Application of Artificial Neural Networks for Evaluating Pressure Filtration of Coal Refuse Slurries

Gireesh S.S. Raman, Mark S. Klima

Research output: Contribution to journalArticlepeer-review

12 Scopus citations


Bench-scale pressure filtration testing was performed to evaluate the dewatering characteristics of two coal refuse slurries, which were collected from thickener underflow streams of two coal preparation plants. Pressure filtration provides an opportunity to produce drier solids (filter cake) that can be stacked or mixed with the coarse refuse and improved water (filtrate) recovery that can be reused in the plant. This paper examines the effects of some of the major influencing variables such as pressure, slurry pH, feed solids concentration, fines fraction of solids in the slurry, filtration time, and temperature on dewatering thickener underflow slurry. Experimental results indicated that the overall filtrate flux increased with increase in pressure and temperature while it decreased with increase in fines fraction, pH, filtration time, and solids concentration.
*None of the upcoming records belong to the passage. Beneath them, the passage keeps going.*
//! Pong round logic: paddles, ball, score and the point/game-over phases.
//!
//! Everything is in world units of a 1280x720 field. The ball moves with a
//! variable timestep (`dt` of the last frame), so there is no swept
//! collision: at very low frame rates it can pass through a paddle.

use glam::DVec2;
use rand::Rng;

use crate::audio::Sound;
use crate::geom::Rect;
use crate::Millis;

pub const WIDTH: i32 = 1280;
pub const HEIGHT: i32 = 720;

pub const PADDLE_WIDTH: i32 = 6;
pub const PADDLE_HEIGHT: i32 = 120;
pub const PADDLE_MARGIN: i32 = 10;
/// Units per second
pub const PADDLE_SPEED: f64 = 400.0;

pub const BALL_SIZE: i32 = 10;
pub const BALL_START_SPEED: f64 = 280.0;
pub const BALL_SPEED_STEP: f64 = 20.0;
pub const BALL_MAX_SPEED: f64 = 440.0;

/// How far past a side line the ball must travel before the point counts
pub const OFFSCREEN_MARGIN: i32 = 100;
pub const WIN_SCORE: u32 = 3;
pub const POINT_DELAY_MS: Millis = 3000;

#[derive(Debug, Clone, Copy, PartialEq, Eq)]
pub enum Side {
    Left,
    Right,
}

impl Side {
    fn index(self) -> usize {
        match self {
            Side::Left => 0,
            Side::Right => 1,
        }
    }
}

#[derive(Debug, Clone, Copy, PartialEq, Eq)]
pub enum Phase {
    Playing,
    /// Play is frozen until `POINT_DELAY_MS` after `since`
    PointDelay { since: Millis },
    GameOver,
}

/// Up/down keys for one paddle as sampled this frame.
#[derive(Debug, Clone, Copy, Default, PartialEq, Eq)]
pub struct PaddleKeys {
    pub up: bool,
    pub down: bool,
}

#[derive(Debug, Clone, Copy, Default, PartialEq, Eq)]
pub struct Controls {
    pub left: PaddleKeys,
    pub right: PaddleKeys,
}

#[derive(Debug, Clone, PartialEq)]
pub struct Paddle {
    pub rect: Rect,
    /// Sub-pixel position; `rect.y` is this rounded
    pub pos_y: f64,
    /// -1 up, 0 idle, 1 down
    pub direction: i8,
}

impl Paddle {
    pub fn new(x: i32) -> Self {
        let rect = Rect::new(x, HEIGHT / 2 - PADDLE_HEIGHT / 2, PADDLE_WIDTH, PADDLE_HEIGHT);
        Paddle { rect, pos_y: rect.y as f64, direction: 0 }
    }

    /// Movement towards an edge the paddle already touches is disabled.
    pub fn steer(&mut self, keys: PaddleKeys) {
        self.direction = if keys.up && self.rect.top() > 0 {
            -1
        } else if keys.down && self.rect.bottom() < HEIGHT {
            1
        } else {
            0
        };
    }

    pub fn integrate(&mut self, dt: f64) {
        self.pos_y += self.direction as f64 * PADDLE_SPEED * dt;
        self.pos_y = self.pos_y.clamp(0.0, (HEIGHT - self.rect.h) as f64);
        self.rect.y = self.pos_y.round() as i32;
    }
}

#[derive(Debug, Clone, PartialEq)]
pub struct Ball {
    pub rect: Rect,
    pub pos: DVec2,
    /// Components are ±1; only their signs change
    pub direction: DVec2,
    pub speed: f64,
}

impl Ball {
    /// Centred horizontally at a random height, heading along a random diagonal.
    pub fn spawn<R: Rng>(rng: &mut R) -> Self {
        let x = WIDTH / 2 - BALL_SIZE / 2;
        let y = rng.gen_range(1..=HEIGHT - 1 - BALL_SIZE);
        let rect = Rect::new(x, y, BALL_SIZE, BALL_SIZE);
        let direction = DVec2::new(random_sign(rng), random_sign(rng));

        Ball { rect, pos: DVec2::new(x as f64, y as f64), direction, speed: BALL_START_SPEED }
    }

    pub fn integrate(&mut self, dt: f64) {
        self.pos += self.direction * self.speed * dt;
        self.rect.x = self.pos.x.round() as i32;
        self.rect.y = self.pos.y.round() as i32;
    }

    fn speed_up(&mut self) {
        self.speed = (self.speed + BALL_SPEED_STEP).min(BALL_MAX_SPEED);
    }
}

fn random_sign<R: Rng>(rng: &mut R) -> f64 {
    if rng.gen::<bool>() {
        1.0
    } else {
        -1.0
    }
}

#[derive(Debug, Clone)]
pub struct Pong {
    pub left: Paddle,
    pub right: Paddle,
    pub ball: Ball,
    /// Indexed by `Side`: [left, right]
    pub scores: [u32; 2],
    pub phase: Phase,
}

impl Pong {
    pub fn new<R: Rng>(rng: &mut R) -> Self {
        Pong {
            left: Paddle::new(PADDLE_MARGIN),
            right: Paddle::new(WIDTH - (PADDLE_MARGIN + PADDLE_WIDTH)),
            ball: Ball::spawn(rng),
            scores: [0, 0],
            phase: Phase::Playing,
        }
    }

    pub fn score(&self, side: Side) -> u32 {
        self.scores[side.index()]
    }

    /// Advances one frame. Returns the sound effects it triggered.
    pub fn update<R: Rng>(
        &mut self,
        controls: &Controls,
        dt: f64,
        now: Millis,
        rng: &mut R,
    ) -> Vec<Sound> {
        let mut sounds = vec![];

        match self.phase {
            Phase::GameOver => return sounds,
            Phase::PointDelay { since } => {
                if now.saturating_sub(since) < POINT_DELAY_MS {
                    return sounds;
                }
                log::debug!("point delay over, resuming play");
                self.phase = Phase::Playing;
            }
            Phase::Playing => {}
        }

        self.left.steer(controls.left);
        self.right.steer(controls.right);
        self.left.integrate(dt);
        self.right.integrate(dt);

        self.ball.integrate(dt);
        self.bounce_walls(&mut sounds);
        self.bounce_paddles(&mut sounds);
        self.check_score(now, rng);

        sounds
    }

    fn bounce_walls(&mut self, sounds: &mut Vec<Sound>) {
        let ball = &mut self.ball;

        if ball.rect.top() <= 0 {
            ball.rect.set_top(1);
            ball.direction.y = -ball.direction.y;
            ball.pos.y = ball.rect.y as f64;
            sounds.push(Sound::Collide);
        }

        if ball.rect.bottom() >= HEIGHT {
            ball.rect.set_bottom(HEIGHT - 1);
            ball.direction.y = -ball.direction.y;
            ball.pos.y = ball.rect.y as f64;
            sounds.push(Sound::Collide);
        }
    }

    fn bounce_paddles(&mut self, sounds: &mut Vec<Sound>) {
        let ball = &mut self.ball;

        if ball.rect.colliderect(&self.left.rect) {
            ball.rect.set_left(self.left.rect.right() + 1);
            ball.direction.x = -ball.direction.x;
            ball.pos.x = ball.rect.x as f64;
            ball.speed_up();
            sounds.push(Sound::Hit);
        }

        if ball.rect.colliderect(&self.right.rect) {
            ball.rect.set_right(self.right.rect.left() - 1);
            ball.direction.x = -ball.direction.x;
            ball.pos.x = ball.rect.x as f64;
            ball.speed_up();
            sounds.push(Sound::Hit);
        }
    }

    fn check_score<R: Rng>(&mut self, now: Millis, rng: &mut R) {
        if self.ball.rect.right() < -OFFSCREEN_MARGIN {
            self.award_point(Side::Right, now, rng);
        }

        if self.ball.rect.left() > WIDTH + OFFSCREEN_MARGIN {
            self.award_point(Side::Left, now, rng);
        }

        if self.scores.iter().any(|&s| s >= WIN_SCORE) && self.phase != Phase::GameOver {
            log::info!("game over, final score {}-{}", self.scores[0], self.scores[1]);
            self.phase = Phase::GameOver;
        }
    }

    fn award_point<R: Rng>(&mut self, side: Side, now: Millis, rng: &mut R) {
        self.ball = Ball::spawn(rng);
        self.scores[side.index()] += 1;
        self.phase = Phase::PointDelay { since: now };
        log::info!("point to {:?}, score {}-{}", side, self.scores[0], self.scores[1]);
    }

    /// Only acts after game over: clears the score and starts a fresh
    /// countdown from `now`. Returns whether a restart happened.
    pub fn restart(&mut self, now: Millis) -> bool {
        if self.phase != Phase::GameOver {
            return false;
        }

        self.scores = [0, 0];
        self.phase = Phase::PointDelay { since: now };
        log::info!("restarting match");
        true
    }

    /// Whole seconds left in the point delay (3, 2, 1), if one is running.
    pub fn countdown(&self, now: Millis) -> Option<u64> {
        match self.phase {
            Phase::PointDelay { since } => {
                let elapsed = now.saturating_sub(since);
                let remaining = (POINT_DELAY_MS / 1000).saturating_sub(elapsed / 1000);
                Some(remaining).filter(|&s| s > 0)
            }
            _ => None,
        }
    }
}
A total of 82 experimental results were used to develop a feed forward back-propagating artificial neural network (ANN) model. The model had R2 values over 0.9 for both the training and the testing datasets, indicating the goodness of fit. Sensitivity analysis performed using the ANN model indicated that filtration time and pH were the most significant variables influencing filtrate flux.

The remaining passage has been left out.